For cooling systems a buffer vessel is required to avoid the heat pump short cycling.

View our Domestic Schematics or Plantroom Schematics Page to view typical schematics for applications utilising Underfloor Heating.

4. Energy Sources

With any development one of the first decisions is which energy source is the most suitable to provide the low grade energy input for the heat pump. This energy source can be air, water or the ground.

With air systems the installation is easier, however there can be noise issues and air source heat pumps are generally less efficient than ground or water.

Using water source is ideal as water has a high heat transfer rate and installation again is reduced, however suitable water sources are not always adjacent to the development and even if present issues such as extraction rates, boat traffic, etc might need to be taken into account.

The most common source of energy for any development is from the ground. The ground provides a good heat transfer rate and because the temperature is generally constant below one metre efficiency rates are high. The downside is there is additional ground works to complete, however as this is generally done at the early stages of the project, costs and disruption are usually minimal.

If the energy source selected is the ground this now presents a further question; horizontal arrays or vertical boreholes?

  

Horizontal arrays for small developments are generally the lower cost option, but do require the largest amount of available ground, as the trenches can be up to 50m and need to be spaced 5m apart. A rough rule of thumb is that the amount of ground available needs to be twice the area to be heated.

Boreholes are more expensive to drill for smaller developments due to the need of specialist drillers and equipment; however the area of ground required is less. The amount of energy available from a borehole will depend on the material that the hole is being drilled into and typically you can expect 3 to 5kW from a 70-100m deep borehole.

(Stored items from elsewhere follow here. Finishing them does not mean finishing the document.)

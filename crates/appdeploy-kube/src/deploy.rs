//! Deployment runs: render every source item, apply, then reconcile
//!
//! One run goes through these steps, each gated on the previous one:
//!
//! 1. list source items; an empty source is refused before anything else
//! 2. resolve variables (source + overrides) and freeze them
//! 3. prepare the target
//! 4. render, identify and apply every item concurrently, one task per item
//! 5. when and only when every item succeeded, clean up orphans
//!
//! Failures in step 4 never cancel sibling tasks. Once all tasks finished,
//! failures are ordered by item name and the first one is reported, so the
//! error does not depend on scheduling.
//!
//! Each resource identity is applied at most once per run: the first item to
//! render it claims it, later ones skip the apply. Any identity claimed by
//! more than one item fails the run after the barrier, naming every item.

use std::collections::BTreeMap;
use std::sync::{Arc, Mutex, PoisonError};
use tokio::task::JoinSet;

use appdeploy_core::{Manifest, Overrides, ProcessVariables};
use appdeploy_engine::Engine;

use crate::error::{KubeError, Result};
use crate::source::ManifestSource;
use crate::target::Target;

/// Successful outcome of the apply pass
#[derive(Debug, Clone, Default, PartialEq, Eq)]
pub struct ApplyOutcome {
    /// Identities applied, sorted
    pub applied: Vec<Manifest>,
    /// Items that rendered to nothing, sorted
    pub skipped: Vec<String>,
}

/// Summary of a full run
#[derive(Debug, Clone, Default, PartialEq, Eq)]
pub struct DeployReport {
    /// Namespace the run targeted
    pub namespace: String,
    /// Identities applied, sorted
    pub applied: Vec<Manifest>,
    /// Items that rendered to nothing, sorted
    pub skipped: Vec<String>,
    /// Orphans removed by the cleanup, sorted
    pub deleted: Vec<Manifest>,
}

impl DeployReport {
    /// Human-readable one-line summary
    pub fn summary(&self) -> String {
        format!(
            "{} applied, {} skipped, {} deleted in namespace {}",
            self.applied.len(),
            self.skipped.len(),
            self.deleted.len(),
            self.namespace
        )
    }
}

/// What happened to one item
enum ItemOutcome {
    Applied,
    AlreadyClaimed,
    Skipped,
}

/// Items that rendered to each resource, keyed by file stem
type Claims = BTreeMap<String, (Manifest, Vec<String>)>;

/// Runs a source against a target
#[derive(Debug, Clone, Default)]
pub struct Deployer {
    engine: Arc<Engine>,
    overrides: Overrides,
}

impl Deployer {
    pub fn new(engine: Engine) -> Self {
        Self {
            engine: Arc::new(engine),
            overrides: Overrides::default(),
        }
    }

    /// Set the run's overrides
    pub fn with_overrides(mut self, overrides: Overrides) -> Self {
        self.overrides = overrides;
        self
    }

    pub fn engine(&self) -> &Engine {
        &self.engine
    }

    /// Run the whole pipeline
    ///
    /// `prepare` and `cleanup` are each invoked exactly once on success;
    /// `cleanup` is never invoked when an item failed.
    pub async fn run<S, T>(&self, source: Arc<S>, mut target: T) -> Result<DeployReport>
    where
        S: ManifestSource + ?Sized + 'static,
        T: Target + 'static,
    {
        let names = source.names().await?;
        if names.is_empty() {
            return Err(KubeError::EmptySource);
        }

        let vars = ProcessVariables::resolve(source.variables().await?, &self.overrides)?;
        tracing::info!(
            namespace = %vars.namespace,
            items = names.len(),
            manage_cronjobs = vars.manage_cronjobs,
            "starting deployment"
        );

        target.prepare(&vars).await?;

        let namespace = vars.namespace.clone();
        let target = Arc::new(target);
        let outcome = apply_all(
            self.engine.clone(),
            source,
            names,
            Arc::new(vars),
            target.clone(),
        )
        .await?;

        let deleted = target.cleanup(&outcome.applied).await?;
        tracing::info!(
            applied = outcome.applied.len(),
            skipped = outcome.skipped.len(),
            deleted = deleted.len(),
            "deployment finished"
        );

        Ok(DeployReport {
            namespace,
            applied: outcome.applied,
            skipped: outcome.skipped,
            deleted,
        })
    }
}

/// Render, identify and apply every item concurrently
///
/// Every task runs to completion. On failure the successes are discarded and
/// the failure of the lexicographically smallest item name is returned inside
/// [`KubeError::ApplyFailed`]. Two items producing the same resource fail with
/// [`KubeError::DuplicateManifest`].
pub async fn apply_all<S, T>(
    engine: Arc<Engine>,
    source: Arc<S>,
    names: Vec<String>,
    vars: Arc<ProcessVariables>,
    target: Arc<T>,
) -> Result<ApplyOutcome>
where
    S: ManifestSource + ?Sized + 'static,
    T: Target + ?Sized + 'static,
{
    let total = names.len();
    let claims: Arc<Mutex<Claims>> = Arc::new(Mutex::new(BTreeMap::new()));
    let mut tasks = JoinSet::new();

    for name in names {
        let engine = engine.clone();
        let source = source.clone();
        let vars = vars.clone();
        let target = target.clone();
        let claims = claims.clone();

        tasks.spawn(async move {
            let result = process_item(
                &engine,
                source.as_ref(),
                &name,
                &vars,
                target.as_ref(),
                &claims,
            )
            .await;
            (name, result)
        });
    }

    let mut skipped = Vec::new();
    let mut failures: Vec<(String, KubeError)> = Vec::new();

    while let Some(joined) = tasks.join_next().await {
        match joined {
            Ok((_, Ok(ItemOutcome::Applied | ItemOutcome::AlreadyClaimed))) => {}
            Ok((name, Ok(ItemOutcome::Skipped))) => skipped.push(name),
            Ok((name, Err(e))) => {
                tracing::warn!(item = %name, error = %e, "item failed");
                failures.push((name, e));
            }
            Err(e) => {
                tracing::warn!(error = %e, "apply task did not complete");
                failures.push((String::new(), KubeError::TaskPanicked(e.to_string())));
            }
        }
    }

    if !failures.is_empty() {
        failures.sort_by(|a, b| a.0.cmp(&b.0));
        let failed = failures.len();
        let (item, source) = failures.swap_remove(0);
        return Err(KubeError::ApplyFailed {
            failed,
            total,
            item,
            source: Box::new(source),
        });
    }

    let claims = std::mem::take(&mut *claims.lock().unwrap_or_else(PoisonError::into_inner));
    let mut applied = Vec::with_capacity(claims.len());
    for (manifest, mut items) in claims.into_values() {
        if items.len() > 1 {
            items.sort();
            return Err(KubeError::DuplicateManifest { manifest, items });
        }
        applied.push(manifest);
    }
    applied.sort();
    skipped.sort();

    Ok(ApplyOutcome { applied, skipped })
}

async fn process_item<S, T>(
    engine: &Engine,
    source: &S,
    name: &str,
    vars: &ProcessVariables,
    target: &T,
    claims: &Mutex<Claims>,
) -> Result<ItemOutcome>
where
    S: ManifestSource + ?Sized,
    T: Target + ?Sized,
{
    let raw = source.get(name).await?;
    let template = String::from_utf8(raw).map_err(|_| KubeError::InvalidEncoding {
        name: name.to_string(),
    })?;

    let Some(rendered) = engine
        .render_manifest(name, &template, vars)
        .map_err(|e| KubeError::render(name, e))?
    else {
        tracing::debug!(item = %name, "rendered empty, skipping");
        return Ok(ItemOutcome::Skipped);
    };

    let manifest = rendered.manifest;
    let first = {
        let mut claims = claims.lock().unwrap_or_else(PoisonError::into_inner);
        let (_, items) = claims
            .entry(manifest.file_stem())
            .or_insert_with(|| (manifest.clone(), Vec::new()));
        items.push(name.to_string());
        items.len() == 1
    };
    if !first {
        tracing::debug!(item = %name, resource = %manifest, "resource already claimed, not applying");
        return Ok(ItemOutcome::AlreadyClaimed);
    }

    target.apply(&manifest, &rendered.raw).await?;
    tracing::info!(item = %name, resource = %manifest, "applied");

    Ok(ItemOutcome::Applied)
}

Each borehole would need to be approximately 5 to 6m apart.

For larger developments (typically above 100kW) due to the economies of scale, boreholes might be a lower cost solution then trenching and in developments of this size it is advised that a trial borehole is drilled and a thermal response test carried out. This will provide accurate data as to the amount of energy that can be extracted from a borehole and the results can be used by a borehole consultant to provide an accurate borehole field design.

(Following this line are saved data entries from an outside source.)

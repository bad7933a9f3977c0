//! Template functions (global functions available in templates)

use minijinja::{Error, ErrorKind, State, Value};

/// Name under which the free-form variables are exposed in the context
pub const VARIABLES_KEY: &str = "variables";

/// Look up a free-form variable, with an optional default
///
/// Usage: {{ variable("name") }} or {{ variable("replicas", 1) }}
pub fn variable(state: &State, key: String, default: Option<Value>) -> Result<Value, Error> {
    let found = state
        .lookup(VARIABLES_KEY)
        .and_then(|vars| vars.get_attr(&key).ok())
        .filter(|v| !v.is_undefined());

    match (found, default) {
        (Some(value), _) => Ok(value),
        (None, Some(default)) => Ok(default),
        (None, None) => Err(Error::new(
            ErrorKind::UndefinedError,
            format!("variable '{}' is not defined", key),
        )),
    }
}

/// Fail with a custom error message
///
/// Usage: {{ fail("Something went wrong") }}
pub fn fail(message: String) -> Result<Value, Error> {
    Err(Error::new(ErrorKind::InvalidOperation, message))
}

/// Create a list from values
///
/// Usage: {{ list("a", "b", "c") }}
pub fn list(args: Vec<Value>) -> Value {
    Value::from(args)
}

/// Create a dict from key-value pairs
///
/// Usage: {{ dict("app", "web", "tier", "frontend") }}
pub fn dict(args: Vec<Value>) -> Result<Value, Error> {
    if args.len() % 2 != 0 {
        return Err(Error::new(
            ErrorKind::InvalidOperation,
            "dict requires an even number of arguments (key-value pairs)",
        ));
    }

    let mut pairs = Vec::with_capacity(args.len() / 2);
    for chunk in args.chunks(2) {
        let key = chunk[0]
            .as_str()
            .ok_or_else(|| Error::new(ErrorKind::InvalidOperation, "dict keys must be strings"))?;
        pairs.push((key.to_string(), chunk[1].clone()));
    }

    Ok(Value::from_iter(pairs))
}

/// Return the first value that is defined, non-null and not an empty string
///
/// Usage: {{ coalesce(variables.tag, "latest") }}
pub fn coalesce(args: Vec<Value>) -> Value {
    args.into_iter()
        .find(|arg| !arg.is_undefined() && !arg.is_none() && arg.as_str() != Some(""))
        .unwrap_or(Value::UNDEFINED)
}

/// Ternary operator
///
/// Usage: {{ ternary("yes", "no", variables.enabled) }}
pub fn ternary(true_val: Value, false_val: Value, condition: Value) -> Value {
    if condition.is_true() {
        true_val
    } else {
        false_val
    }
}

#[cfg(test)]
mod tests {
    use super::*;

    #[test]
    fn test_fail() {
        let err = fail("boom".to_string()).unwrap_err();
        assert_eq!(err.kind(), ErrorKind::InvalidOperation);
    }

    #[test]
    fn test_dict() {
        let d = dict(vec![Value::from("a"), Value::from(1)]).unwrap();
        assert_eq!(d.get_attr("a").unwrap(), Value::from(1));

        assert!(dict(vec![Value::from("a")]).is_err());
        assert!(dict(vec![Value::from(1), Value::from(2)]).is_err());
    }

    #[test]
    fn test_coalesce() {
        let v = coalesce(vec![Value::UNDEFINED, Value::from(""), Value::from("x")]);
        assert_eq!(v, Value::from("x"));
        assert!(coalesce(vec![Value::UNDEFINED]).is_undefined());
    }

    #[test]
    fn test_ternary() {
        assert_eq!(
            ternary(Value::from("y"), Value::from("n"), Value::from(true)),
            Value::from("y")
        );
        assert_eq!(
            ternary(Value::from("y"), Value::from("n"), Value::from(false)),
            Value::from("n")
        );
    }
}
//! Variable values with deep merge support

use serde::{Deserialize, Serialize};
use serde_json::Value as JsonValue;

use crate::error::{CoreError, Result};

/// Variable map container with deep merge capability
#[derive(Debug, Clone, PartialEq, Serialize, Deserialize)]
#[serde(transparent)]
pub struct Values(pub JsonValue);

impl Default for Values {
    fn default() -> Self {
        Self::new()
    }
}

impl Values {
    /// Create empty values
    pub fn new() -> Self {
        Self(JsonValue::Object(serde_json::Map::new()))
    }

    /// Parse values from YAML string
    ///
    /// An empty document yields empty values. Anything other than a mapping
    /// at the top level is rejected.
    pub fn from_yaml(yaml: &str) -> Result<Self> {
        let value: JsonValue = serde_yaml::from_str(yaml)?;
        match value {
            JsonValue::Null => Ok(Self::new()),
            JsonValue::Object(_) => Ok(Self(value)),
            other => Err(CoreError::ValuesMerge {
                message: format!("expected a mapping of variables, got {}", type_name(&other)),
            }),
        }
    }

    /// Deep merge another Values into this one
    ///
    /// Rules:
    /// - Scalars: overlay replaces base
    /// - Objects: recursive merge
    /// - Arrays: overlay replaces base (not appended)
    pub fn merge(&mut self, overlay: &Values) {
        deep_merge(&mut self.0, &overlay.0);
    }

    /// Set a value by dotted path (e.g., "image.tag")
    pub fn set(&mut self, path: &str, value: JsonValue) -> Result<()> {
        let parts: Vec<&str> = path.split('.').collect();
        if parts.iter().any(|p| p.is_empty()) {
            return Err(CoreError::InvalidVariable {
                key: path.to_string(),
                message: "empty path segment".to_string(),
            });
        }
        set_nested(&mut self.0, &parts, value);
        Ok(())
    }

    /// Get a value by dotted path
    pub fn get(&self, path: &str) -> Option<&JsonValue> {
        let parts: Vec<&str> = path.split('.').collect();
        get_nested(&self.0, &parts)
    }

    /// Get a top-level key without path splitting
    pub fn get_key(&self, key: &str) -> Option<&JsonValue> {
        self.0.as_object().and_then(|map| map.get(key))
    }

    /// Check if values are empty
    pub fn is_empty(&self) -> bool {
        match &self.0 {
            JsonValue::Object(map) => map.is_empty(),
            JsonValue::Null => true,
            _ => false,
        }
    }
}

fn type_name(value: &JsonValue) -> &'static str {
    match value {
        JsonValue::Null => "null",
        JsonValue::Bool(_) => "a boolean",
        JsonValue::Number(_) => "a number",
        JsonValue::String(_) => "a string",
        JsonValue::Array(_) => "a list",
        JsonValue::Object(_) => "a mapping",
    }
}

/// Deep merge two JSON values
fn deep_merge(base: &mut JsonValue, overlay: &JsonValue) {
    match (base, overlay) {
        (JsonValue::Object(base_map), JsonValue::Object(overlay_map)) => {
            for (key, overlay_value) in overlay_map {
                match base_map.get_mut(key) {
                    Some(base_value) => deep_merge(base_value, overlay_value),
                    None => {
                        base_map.insert(key.clone(), overlay_value.clone());
                    }
                }
            }
        }
        (base, overlay) => {
            *base = overlay.clone();
        }
    }
}

/// Set a nested value by path, creating intermediate objects
fn set_nested(value: &mut JsonValue, path: &[&str], new_value: JsonValue) {
    let Some((key, remaining)) = path.split_first() else {
        *value = new_value;
        return;
    };

    if !value.is_object() {
        *value = JsonValue::Object(serde_json::Map::new());
    }

    if let JsonValue::Object(map) = value {
        if remaining.is_empty() {
            map.insert((*key).to_string(), new_value);
        } else {
            let entry = map
                .entry((*key).to_string())
                .or_insert_with(|| JsonValue::Object(serde_json::Map::new()));
            set_nested(entry, remaining, new_value);
        }
    }
}

/// Get a nested value by path
fn get_nested<'a>(value: &'a JsonValue, path: &[&str]) -> Option<&'a JsonValue> {
    let Some((key, remaining)) = path.split_first() else {
        return Some(value);
    };

    match value {
        JsonValue::Object(map) => map.get(*key).and_then(|v| get_nested(v, remaining)),
        _ => None,
    }
}

/// Parse a single override value, typed the way YAML would read it
fn parse_scalar(val: &str) -> JsonValue {
    if val == "true" {
        JsonValue::Bool(true)
    } else if val == "false" {
        JsonValue::Bool(false)
    } else if val == "null" {
        JsonValue::Null
    } else if let Ok(num) = val.parse::<i64>() {
        JsonValue::Number(num.into())
    } else if let Some(num) = val
        .parse::<f64>()
        .ok()
        .and_then(serde_json::Number::from_f64)
    {
        JsonValue::Number(num)
    } else if val.starts_with('[') || val.starts_with('{') {
        serde_json::from_str(val).unwrap_or_else(|_| JsonValue::String(val.to_string()))
    } else {
        JsonValue::String(val.to_string())
    }
}

/// Parse `--var` arguments (key=value format)
pub fn parse_set_values(set_args: &[String]) -> Result<Values> {
    let mut values = Values::new();

    for arg in set_args {
        let (key, val) = arg.split_once('=').ok_or_else(|| CoreError::ValuesMerge {
            message: format!("Invalid --var format: '{}'. Expected key=value", arg),
        })?;

        values.set(key.trim(), parse_scalar(val))?;
    }

    Ok(values)
}
//! Filesystem target: writes manifests as files into one directory

use async_trait::async_trait;
use std::collections::HashSet;
use std::path::{Path, PathBuf};

use appdeploy_core::{ManagedKinds, Manifest, ProcessVariables};

use super::Target;
use crate::error::Result;

/// Writes every manifest to `<dir>/<kind>--<name>.yaml`
#[derive(Debug, Clone)]
pub struct FolderTarget {
    path: PathBuf,
    managed: ManagedKinds,
}

/// A file in the output directory that carries a kind prefix
struct LiveFile {
    manifest: Manifest,
    filename: String,
    path: PathBuf,
}

impl FolderTarget {
    pub fn new(path: impl Into<PathBuf>) -> Self {
        Self {
            path: path.into(),
            managed: ManagedKinds::default(),
        }
    }

    /// Replace the managed-kind whitelist
    pub fn with_managed_kinds(mut self, managed: ManagedKinds) -> Self {
        self.managed = managed;
        self
    }

    pub fn path(&self) -> &Path {
        &self.path
    }

    async fn live_files(&self) -> Result<Vec<LiveFile>> {
        let mut entries = tokio::fs::read_dir(&self.path).await?;
        let mut live = Vec::new();

        while let Some(entry) = entries.next_entry().await? {
            if !entry.file_type().await?.is_file() {
                continue;
            }
            let Some(filename) = entry.file_name().to_str().map(str::to_string) else {
                continue;
            };
            // Files without a kind prefix are not ours
            if let Ok(manifest) = Manifest::from_filename(&filename) {
                live.push(LiveFile {
                    manifest,
                    filename,
                    path: entry.path(),
                });
            }
        }

        Ok(live)
    }
}

#[async_trait]
impl Target for FolderTarget {
    async fn prepare(&mut self, vars: &ProcessVariables) -> Result<()> {
        self.managed = self.managed.clone().with_cronjobs(vars.manage_cronjobs);
        tokio::fs::create_dir_all(&self.path).await?;
        tracing::debug!(path = %self.path.display(), "output directory ready");
        Ok(())
    }

    async fn apply(&self, manifest: &Manifest, raw: &[u8]) -> Result<()> {
        let path = manifest.path_in(&self.path);
        tokio::fs::write(&path, raw).await?;
        tracing::debug!(path = %path.display(), "wrote manifest");
        Ok(())
    }

    async fn cleanup(&self, applied: &[Manifest]) -> Result<Vec<Manifest>> {
        // Exact filename match: `service--web.yml` is stale even when
        // `service--web.yaml` was written in this run.
        let written: HashSet<String> = applied.iter().map(Manifest::filename).collect();

        let mut deleted = Vec::new();
        for file in self.live_files().await? {
            // Only lowercase prefixes are ever written, so `Service--x.yaml` is not ours
            let managed = self.managed.active().any(|kind| kind == file.manifest.kind);
            if !managed || written.contains(&file.filename) {
                continue;
            }
            tracing::info!(path = %file.path.display(), "deleting stale manifest file");
            tokio::fs::remove_file(&file.path).await?;
            deleted.push(file.manifest);
        }

        deleted.sort();
        Ok(deleted)
    }
}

Kensa heat pumps can be used with any energy source and can provide guidance on the best energy source for the application, including helping with any horizontal ground array design. If vertical boreholes are required, Kensa can recommend a number of drilling contractors who, generally, would also install the pipework and grout.

Kensa can also provide a Thermal Response Test and can recommend a borehole specialist to design the borehole field if required.

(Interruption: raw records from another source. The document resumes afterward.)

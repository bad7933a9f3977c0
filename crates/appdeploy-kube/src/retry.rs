//! Bounded polling with a fixed delay
//!
//! Used for cluster objects that are created asynchronously by a controller,
//! such as the `default` service account of a fresh namespace.

use std::future::Future;
use std::time::Duration;

use crate::error::{KubeError, Result};

/// Default number of attempts
pub const DEFAULT_ATTEMPTS: u32 = 10;

/// Default delay between attempts
pub const DEFAULT_INTERVAL: Duration = Duration::from_secs(1);

/// Fixed-delay retry policy
#[derive(Debug, Clone, Copy, PartialEq, Eq)]
pub struct RetryPolicy {
    /// Maximum number of attempts (at least one is always made)
    pub attempts: u32,
    /// Delay between two attempts
    pub interval: Duration,
}

impl Default for RetryPolicy {
    fn default() -> Self {
        Self {
            attempts: DEFAULT_ATTEMPTS,
            interval: DEFAULT_INTERVAL,
        }
    }
}

impl RetryPolicy {
    pub fn new(attempts: u32, interval: Duration) -> Self {
        Self { attempts, interval }
    }

    /// Poll `op` until it yields a value
    ///
    /// `op` returns `Ok(Some(_))` on success, `Ok(None)` when the thing it waits
    /// for is not there yet, and `Err(_)` to abort immediately. Once the attempt
    /// budget is spent a [`KubeError::ProvisioningTimeout`] naming `what` is
    /// returned.
    pub async fn poll<T, F, Fut>(&self, what: &str, mut op: F) -> Result<T>
    where
        F: FnMut() -> Fut,
        Fut: Future<Output = Result<Option<T>>>,
    {
        let attempts = self.attempts.max(1);

        for attempt in 1..=attempts {
            if let Some(value) = op().await? {
                return Ok(value);
            }

            tracing::debug!(what, attempt, attempts, "not available yet");

            if attempt < attempts {
                tokio::time::sleep(self.interval).await;
            }
        }

        Err(KubeError::ProvisioningTimeout {
            what: what.to_string(),
            attempts,
        })
    }
}
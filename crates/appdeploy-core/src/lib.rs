//! appdeploy Core - Core types for templated manifest deployment
//!
//! This crate provides the foundational types used throughout appdeploy:
//! - `Manifest`: Identity (kind + name) of a rendered resource
//! - `RenderedManifest`: Identity plus the raw rendered bytes
//! - `Values`: Variable maps with deep merge support
//! - `ProcessVariables`: Resolved variables for a run
//! - `ManagedKinds`: Whitelist of kinds subject to reconciliation

pub mod error;
pub mod kinds;
pub mod manifest;
pub mod values;
pub mod variables;

pub use error::{CoreError, Result};
pub use kinds::{CRONJOB_KIND, DEFAULT_MANAGED_KINDS, ManagedKinds};
pub use manifest::{Manifest, RenderedManifest};
pub use values::{Values, parse_set_values};
pub use variables::{DEFAULT_NAMESPACE, Overrides, ProcessVariables};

Some companies have expressed an initial desire to have all the work handled by a single contractor, primarily because of some ‘nervousness’ linked to the performance of the technology. It should be noted that the groundwork contractor is merely providing a connection to the ‘heat source’ in the same way that the utility companies are responsible for providing connections to the gas, electricity or water grids. In a typical project featuring a gas boiler, the plumber would only be responsible for installing the boiler and would not handle the provision of the gas supply to the property. Kensa is merely suggesting a mirroring of this approach.

Click on the below links to find out more about the different energy sources available to heat pumps:-

5. Code for Sustainable Homes.

On 13 December 2006, the Code for Sustainable Homes - a new national standard for sustainable design and construction of new homes was launched. The Code measures the sustainability of a new home against categories of sustainable design, rating the ‘whole home’ as a complete package. The Code uses a 1 to 6 star rating system to communicate the overall sustainability performance of a new home. The Code sets minimum standards for energy and water use at each level and, within England, replaces the EcoHomes scheme, developed by the Building Research Establishment (BRE). The Code for Sustainable Homes is thought to be a stepping-stone towards all new homes being zero carbon by 2016. It is expected the Code may become mandatory in 2008.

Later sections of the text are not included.